What is CVE-2026-6645?

CVE-2026-6645 is a high-severity local privilege escalation in PaperCut's Print Deploy client for Windows, scored 7.3 on CVSS 4.0. Its updater component runs a helper program by name, so a local user who can write to a directory on the system path can run code with full system rights.

Is CVE-2026-6645 being exploited in the wild?

There are no public reports of CVE-2026-6645 being exploited as of its June 22, 2026 disclosure.

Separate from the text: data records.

//! Diagnostic logging on stderr.
//!
//! User-facing progress goes through `ProgressReporter`; this layer carries
//! request and response detail for debugging.

use tracing::Level;
use tracing_subscriber::{EnvFilter, fmt, prelude::*};

/// Install the global subscriber. `RUST_LOG` wins; otherwise the level is
/// `debug` with `--verbose` and `warn` without.
pub fn init_tracing(verbose: bool) {
    let level = if verbose { Level::DEBUG } else { Level::WARN };
    let env_filter = EnvFilter::try_from_default_env()
        .unwrap_or_else(|_| EnvFilter::default().add_directive(level.into()));
    let layer = fmt::layer()
        .with_writer(std::io::stderr)
        .with_target(false);
    // A subscriber may already be installed when embedded; keep the existing one.
    let _ = tracing_subscriber::registry()
        .with(env_filter)
        .with(layer)
        .try_init();
}
//! Infrastructure implementation of the `LeaseStateStore` port.
//!
//! `StateManager` provides async load/save using `tokio::task::spawn_blocking`
//! with atomic write (temp file + rename) so an interrupted save never leaves
//! a truncated lease record behind.

use std::path::{Path, PathBuf};

use anyhow::{Context, Result};

use crate::application::ports::LeaseStateStore;
use crate::domain::LeaseRecord;

/// State file manager: implements `LeaseStateStore` for the infra layer.
pub struct StateManager {
    path: PathBuf,
}

impl StateManager {
    /// Create a state manager at `VMLEASE_STATE` or `~/.vmlease/state.json`.
    ///
    /// # Errors
    ///
    /// Returns an error if the home directory cannot be determined.
    pub fn new() -> Result<Self> {
        if let Ok(val) = std::env::var("VMLEASE_STATE") {
            return Ok(Self::with_path(PathBuf::from(val)));
        }
        let home =
            dirs::home_dir().ok_or_else(|| anyhow::anyhow!("cannot determine home directory"))?;
        Ok(Self::with_path(home.join(".vmlease").join("state.json")))
    }

    /// Create a state manager with an explicit path (used in tests).
    #[must_use]
    pub fn with_path(path: PathBuf) -> Self {
        Self { path }
    }

    #[must_use]
    pub fn path(&self) -> &Path {
        &self.path
    }

    fn load_sync(path: &Path) -> Result<Option<LeaseRecord>> {
        if !path.exists() {
            return Ok(None);
        }
        let content = std::fs::read_to_string(path)
            .with_context(|| format!("reading state file {}", path.display()))?;
        let record = serde_json::from_str(&content)
            .with_context(|| format!("parsing state file {}", path.display()))?;
        Ok(Some(record))
    }

    fn save_sync(path: &Path, record: &LeaseRecord) -> Result<()> {
        if let Some(parent) = path.parent() {
            std::fs::create_dir_all(parent)
                .with_context(|| format!("creating directory {}", parent.display()))?;
        }
        let content = serde_json::to_string_pretty(record).context("serializing lease record")?;

        let temp_path = path.with_extension("json.tmp");
        std::fs::write(&temp_path, &content)
            .with_context(|| format!("writing temp file {}", temp_path.display()))?;

        #[cfg(unix)]
        {
            use std::os::unix::fs::PermissionsExt;
            std::fs::set_permissions(&temp_path, std::fs::Permissions::from_mode(0o600))
                .with_context(|| format!("setting permissions on {}", temp_path.display()))?;
        }

        std::fs::rename(&temp_path, path)
            .with_context(|| format!("finalizing state file {}", path.display()))
    }

    fn clear_sync(path: &Path) -> Result<()> {
        if path.exists() {
            std::fs::remove_file(path)
                .with_context(|| format!("removing state file {}", path.display()))?;
        }
        Ok(())
    }
}

impl LeaseStateStore for StateManager {
    async fn load_async(&self) -> Result<Option<LeaseRecord>> {
        let path = self.path.clone();
        tokio::task::spawn_blocking(move || Self::load_sync(&path))
            .await
            .context("state load task panicked")?
    }

    async fn save_async(&self, record: &LeaseRecord) -> Result<()> {
        let path = self.path.clone();
        let record = record.clone();
        tokio::task::spawn_blocking(move || Self::save_sync(&path, &record))
            .await
            .context("state save task panicked")?
    }

    async fn clear_async(&self) -> Result<()> {
        let path = self.path.clone();
        tokio::task::spawn_blocking(move || Self::clear_sync(&path))
            .await
            .context("state clear task panicked")?
    }
}
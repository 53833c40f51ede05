//! Application service: configuration use-cases.

use anyhow::Result;

use crate::application::ports::ConfigStore;
use crate::domain::LeaseConfig;

/// Values given on the command line that win over the config file.
#[derive(Debug, Clone, Default)]
pub struct ConfigOverrides {
    pub pooling_api: Option<String>,
    pub project: Option<String>,
    pub max_rounds: Option<u32>,
}

/// Load configuration, apply overrides and validate the result.
///
/// # Errors
///
/// Returns an error if the config file cannot be read or the merged
/// configuration is invalid.
pub fn load_config(store: &impl ConfigStore, overrides: &ConfigOverrides) -> Result<LeaseConfig> {
    let mut config = store.load()?;
    apply_overrides(&mut config, overrides);
    config.validate()?;
    Ok(config)
}

fn apply_overrides(config: &mut LeaseConfig, overrides: &ConfigOverrides) {
    if let Some(api) = &overrides.pooling_api {
        config.pooling_api.clone_from(api);
    }
    if let Some(project) = &overrides.project {
        config.run.project = Some(project.clone());
    }
    if let Some(rounds) = overrides.max_rounds {
        config.max_rounds = rounds;
    }
}
//! vmlease CLI library: exposes modules for integration testing.

#![cfg_attr(test, allow(clippy::expect_used))]

pub mod app;
pub mod application;
pub mod cli;
pub mod commands;
pub mod domain;
pub mod infra;
pub mod output;
//! Port trait definitions for the Application layer.
//!
//! Ports are the interfaces (contracts) that infrastructure must fulfill.
//! This file imports only from `crate::domain`, never from `crate::infra`,
//! `crate::commands`, or `crate::output`.

use std::fmt;
use std::path::PathBuf;
use std::time::Duration;

use anyhow::Result;
use serde_json::Value;
use url::Url;

use crate::domain::{Credentials, LeaseConfig, LeaseRecord};

// ── Constants ─────────────────────────────────────────────────────────────────

/// Header carrying the pool token on authenticated requests.
pub const AUTH_TOKEN_HEADER: &str = "X-AUTH-TOKEN";

// ── Value Types ───────────────────────────────────────────────────────────────

/// HTTP verbs the pool API uses.
#[derive(Debug, Clone, Copy, PartialEq, Eq)]
pub enum HttpMethod {
    Get,
    Post,
    Put,
    Delete,
}

impl fmt::Display for HttpMethod {
    fn fmt(&self, f: &mut fmt::Formatter<'_>) -> fmt::Result {
        f.write_str(match self {
            Self::Get => "GET",
            Self::Post => "POST",
            Self::Put => "PUT",
            Self::Delete => "DELETE",
        })
    }
}

/// One request to the pooling service.
#[derive(Debug, Clone, PartialEq)]
pub struct PoolRequest {
    pub method: HttpMethod,
    pub url: Url,
    /// Sent as `X-AUTH-TOKEN` when present.
    pub token: Option<String>,
    /// JSON body, if any.
    pub body: Option<Value>,
}

impl PoolRequest {
    #[must_use]
    pub fn new(method: HttpMethod, url: Url) -> Self {
        Self {
            method,
            url,
            token: None,
            body: None,
        }
    }

    #[must_use]
    pub fn with_token(mut self, token: Option<&str>) -> Self {
        self.token = token.map(str::to_owned);
        self
    }

    #[must_use]
    pub fn with_body(mut self, body: Value) -> Self {
        self.body = Some(body);
        self
    }
}

// ── Pool Transport Port ───────────────────────────────────────────────────────

/// Sends requests to the pooling service and returns the parsed JSON body.
///
/// A response whose body is not JSON, or a connection failure, is an error.
/// A JSON body reporting `"ok": false` is *not* an error at this level; the
/// caller decides what an unsuccessful answer means.
#[allow(async_fn_in_trait)]
pub trait PoolTransport {
    async fn send(&self, request: PoolRequest) -> Result<Value>;
}

// ── Credential Port ───────────────────────────────────────────────────────────

/// Supplies the pool token, typically from a credentials file.
pub trait CredentialStore {
    /// Load credentials. May fail for a missing or malformed source.
    fn load(&self) -> Result<Credentials>;
    /// Human-readable location of the credentials, used in warnings.
    fn location(&self) -> String;
}

// ── Progress Reporting Port ───────────────────────────────────────────────────

/// Abstracts progress reporting so services can emit events without
/// depending on the Presentation layer. Sync trait, no async needed.
pub trait ProgressReporter {
    /// Emit an in-progress step message.
    fn step(&self, message: &str);
    /// Emit a success message.
    fn success(&self, message: &str);
    /// Emit a warning message.
    fn warn(&self, message: &str);
}

// ── Pause Port ────────────────────────────────────────────────────────────────

/// Suspension between retries and status polls. Tests substitute a no-op.
#[allow(async_fn_in_trait)]
pub trait Pause {
    async fn pause(&self, duration: Duration);
}

// ── State and Config Ports ────────────────────────────────────────────────────

/// Persists the lease record between `provision` and `cleanup`.
#[allow(async_fn_in_trait)]
pub trait LeaseStateStore {
    /// Load the current lease record, returning `None` if none exists.
    async fn load_async(&self) -> Result<Option<LeaseRecord>>;
    /// Persist the given lease record.
    async fn save_async(&self, record: &LeaseRecord) -> Result<()>;
    /// Remove the lease record.
    async fn clear_async(&self) -> Result<()>;
}

/// Loads `LeaseConfig`.
pub trait ConfigStore {
    /// Load the configuration, falling back to defaults when no file exists.
    fn load(&self) -> Result<LeaseConfig>;
    /// Path of the configuration file.
    fn path(&self) -> Result<PathBuf>;
}
//! Infrastructure layer: concrete implementations of application port traits.
//!
//! This module contains all I/O-performing code: HTTP transport, credential,
//! config and state files, inventory loading and the diagnostic log.
//!
//! Imports from `crate::domain` and `crate::application::ports` are allowed.
//! Imports from `crate::commands` or `crate::output` are forbidden.

pub mod config;
pub mod credentials;
pub mod http;
pub mod inventory;
pub mod logging;
pub mod pause;
pub mod state;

It is a local-only flaw that needs a foothold on the machine and a writable directory on the system path, so it is most likely to show up as one step inside a larger attack chain rather than as the initial break-in.

How do I fix the PaperCut Print Deploy vulnerability?

Update the PaperCut Print Deploy client to version 1.10.4178 or later, which addresses CVE-2026-6645. PaperCut is releasing the fix in stages, so check the installed version on each endpoint rather than assuming it has arrived, and pull the update manually where it has not.

Who is affected by CVE-2026-6645?

Organizations running the PaperCut Print Deploy client on Windows before version 1.10.4178 are affected. The advisory names the Windows client specifically. The practical risk is highest on hosts where a standard user can write to a folder listed on the system path, which is a common third-party-software misconfiguration.

What is a search-order hijack?

A search-order hijack abuses how Windows finds a program when it is called by name rather than by full path. The operating system checks each directory on the system path in turn, so an attacker who can place a file in an early, writable directory gets their own code run in place of the intended program.